The sustainable development goals (SDGs) are a new, universal set of goals, targets and indicators that UN member states will be expected to use to frame their agendas and political policies over the next 15 years. The Global Goals follow and expand on the millennium development goals (MDGs), which were agreed by governments in 2001 and expired at the end of 2015.

The Global Goals aim to achieve three things by 2030 :

  • end poverty,

  • combat climate change and

  • fight injustice and inequality

 

The millennium development goals originally put in place 8 goals– reduce poverty and hunger; achieve universal education; promote gender equality; reduce child and maternal deaths; combat HIV, malaria and other diseases; ensure environmental sustainability; develop global partnerships – failed to consider the root causes of poverty and overlooked gender inequality as well as the holistic nature of development. However, the goals made no mention of human rights and did not specifically address economic development. There was also the theory that the millennium goals only applied to those countries, that were considered poor, with finance from wealthy states, where as all will be expected to achieve SDGs.

 

SDGs are not legally binding, governments are expected to take ownership and establish national frameworks for the achievement of the 17 Global Goals.
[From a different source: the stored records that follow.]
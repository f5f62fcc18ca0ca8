use crate::battle::Choice;
use serde::{Deserialize, Serialize};
use std::fmt;

#[derive(Clone, Copy, Debug, Eq, PartialEq, Hash, Serialize, Deserialize)]
#[serde(rename_all = "lowercase")]
pub enum ActionKind {
    Move,
    Switch,
}

impl ActionKind {
    /// Exact wire spelling only; anything else is rejected by the caller.
    pub fn from_wire(s: &str) -> Option<Self> {
        match s {
            "move" => Some(ActionKind::Move),
            "switch" => Some(ActionKind::Switch),
            _ => None,
        }
    }

    pub fn as_str(self) -> &'static str {
        match self {
            ActionKind::Move => "move",
            ActionKind::Switch => "switch",
        }
    }
}

impl fmt::Display for ActionKind {
    fn fmt(&self, f: &mut fmt::Formatter<'_>) -> fmt::Result {
        f.write_str(self.as_str())
    }
}

/// One decision for one turn: the index is into the candidate list of its kind.
#[derive(Clone, Debug, Eq, PartialEq, Serialize, Deserialize)]
pub struct Action {
    #[serde(rename = "action")]
    pub kind: ActionKind,
    pub index: usize,
    #[serde(default, skip_serializing_if = "Option::is_none")]
    pub reason: Option<String>,
}

impl Action {
    pub fn new(kind: ActionKind, index: usize) -> Self {
        Self {
            kind,
            index,
            reason: None,
        }
    }

    pub fn with_reason(mut self, reason: impl Into<String>) -> Self {
        self.reason = Some(reason.into());
        self
    }

    pub fn to_choice(&self) -> Choice {
        match self.kind {
            ActionKind::Move => Choice::Move(self.index),
            ActionKind::Switch => Choice::Switch(self.index),
        }
    }
}

impl From<Choice> for Action {
    fn from(choice: Choice) -> Self {
        match choice {
            Choice::Move(i) => Action::new(ActionKind::Move, i),
            Choice::Switch(i) => Action::new(ActionKind::Switch, i),
        }
    }
}
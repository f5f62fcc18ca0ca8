mod common;

use common::{forced_state, sample_state};
use poke_llm_agent::action::ActionKind;
use poke_llm_agent::parse::{parse_response, ParseFailure};

fn failure(raw: &str) -> ParseFailure {
    parse_response(raw, &sample_state()).unwrap_err().failure
}

#[test]
fn accepts_a_plain_object() {
    let accepted = parse_response(
        r#"{"action":"move","index":1,"reason":"STAB flamethrower is super effective"}"#,
        &sample_state(),
    )
    .unwrap();
    assert_eq!(accepted.action.kind, ActionKind::Move);
    assert_eq!(accepted.action.index, 1);
    assert_eq!(
        accepted.action.reason.as_deref(),
        Some("STAB flamethrower is super effective")
    );
    assert_eq!(accepted.parsed["index"], 1);
}

#[test]
fn accepts_an_object_wrapped_in_prose() {
    let raw = "I'd go with a switch here: {\"action\": \"switch\", \"index\": 1} since it resists.";
    let accepted = parse_response(raw, &sample_state()).unwrap();
    assert_eq!(accepted.action.kind, ActionKind::Switch);
    assert_eq!(accepted.action.index, 1);
    assert!(accepted.action.reason.is_none());
}

#[test]
fn text_without_json_is_rejected() {
    assert_eq!(failure("MOVE 1"), ParseFailure::NoJsonObject);
    assert_eq!(failure(""), ParseFailure::NoJsonObject);
    let rejected = parse_response("no idea", &sample_state()).unwrap_err();
    assert!(rejected.parsed.is_none());
}

#[test]
fn unknown_action_kinds_are_rejected() {
    assert_eq!(
        failure(r#"{"action":"attack","index":0}"#),
        ParseFailure::BadAction("attack".to_string())
    );
    // Case matters: only the exact wire spelling is accepted.
    assert_eq!(
        failure(r#"{"action":"MOVE","index":0}"#),
        ParseFailure::BadAction("MOVE".to_string())
    );
    assert!(matches!(failure(r#"{"index":0}"#), ParseFailure::BadAction(_)));
    assert!(matches!(failure(r#"{"action":1,"index":0}"#), ParseFailure::BadAction(_)));
}

#[test]
fn index_must_be_present_and_integral() {
    assert_eq!(failure(r#"{"action":"move"}"#), ParseFailure::MissingIndex);
    assert_eq!(failure(r#"{"action":"move","index":null}"#), ParseFailure::MissingIndex);
    assert_eq!(failure(r#"{"action":"move","index":"0"}"#), ParseFailure::IndexNotInteger);
    assert_eq!(failure(r#"{"action":"move","index":1.5}"#), ParseFailure::IndexNotInteger);
}

#[test]
fn out_of_range_indices_are_rejected() {
    assert_eq!(
        failure(r#"{"action":"move","index":4}"#),
        ParseFailure::IndexOutOfRange {
            kind: ActionKind::Move,
            index: 4,
            len: 4
        }
    );
    assert_eq!(
        failure(r#"{"action":"switch","index":-1}"#),
        ParseFailure::IndexOutOfRange {
            kind: ActionKind::Switch,
            index: -1,
            len: 2
        }
    );
    let rejected = parse_response(r#"{"action":"switch","index":7}"#, &sample_state()).unwrap_err();
    assert_eq!(rejected.parsed.unwrap()["index"], 7);
}

#[test]
fn forced_switch_rejects_moves() {
    let state = forced_state();
    let rejected = parse_response(r#"{"action":"move","index":0}"#, &state).unwrap_err();
    assert_eq!(rejected.failure, ParseFailure::MustSwitch);
    let accepted = parse_response(r#"{"action":"switch","index":0}"#, &state).unwrap();
    assert_eq!(accepted.action.kind, ActionKind::Switch);
}

#[test]
fn failure_codes_are_stable() {
    assert_eq!(ParseFailure::NoJsonObject.to_string(), "no_json_object_found");
    assert_eq!(ParseFailure::BadAction("x".into()).to_string(), "bad_action:x");
    assert_eq!(ParseFailure::MustSwitch.to_string(), "must_switch");
}
use crate::battle::{Choice, Side};
use thiserror::Error;

/// Errors raised by the simulator and team construction.
#[derive(Debug, Error)]
pub enum BattleError {
    #[error("side {0:?} has an empty team")]
    EmptyTeam(Side),

    #[error("illegal choice {choice:?} for side {side:?}")]
    IllegalChoice { side: Side, choice: Choice },

    #[error("side {0:?} must submit a choice this step")]
    MissingChoice(Side),

    #[error("battle is already over")]
    Finished,

    #[error("unknown species '{0}'")]
    UnknownSpecies(String),

    #[error("unknown move '{0}'")]
    UnknownMove(String),

    #[error("unsupported battle format '{0}' (expected gen<N>randombattle)")]
    UnsupportedFormat(String),

    #[error("team size must be between 1 and {max}, got {got}")]
    TeamSize { got: usize, max: usize },
}

/// Failures of the outbound model call. Every variant is routed to the fallback policy.
#[derive(Debug, Error)]
pub enum LlmError {
    #[error("no_llm_client")]
    NotConfigured,

    #[error("llm request failed: {0}")]
    Http(#[from] reqwest::Error),

    #[error("llm endpoint returned {status}: {body}")]
    Status { status: u16, body: String },

    #[error("llm response decode failed: {0}")]
    Decode(#[from] serde_json::Error),
}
Countries have the primary responsibility for follow-up and review of the progress made in implementing the Goals, which will require quality, accessible and timely data collection.  Regional follow-up and review will be based on national-level analyses and contribute to follow-up and review at the global level.

 

In March 2013 a group of representatives from 70 countries, had its first meeting on setting the sustainable goals and published its final draft, with its 17 suggestions, in July 2014. The draft was presented to the UN general assembly in September 2014. Member state negotiations followed, and the final wording of the goals and targets, and the preamble and declaration that comes with them, were agreed in August 2015.

 

Global Goals

The global level, the 17 Sustainable Development Goals (SDGs) and 169 targets of the new agenda will be monitored and reviewed using a set of global indicators. The global indicator framework, to be developed by the Inter Agency and Expert Group on SDG Indicators (IAEA-SDGs), will be agreed on by the UN Statistical Commission by March 2016. The Economic and Social Council and the General Assembly will then adopt these indicators. Governments will also develop their own national indicators to assist in monitoring progress made on the goals and targets.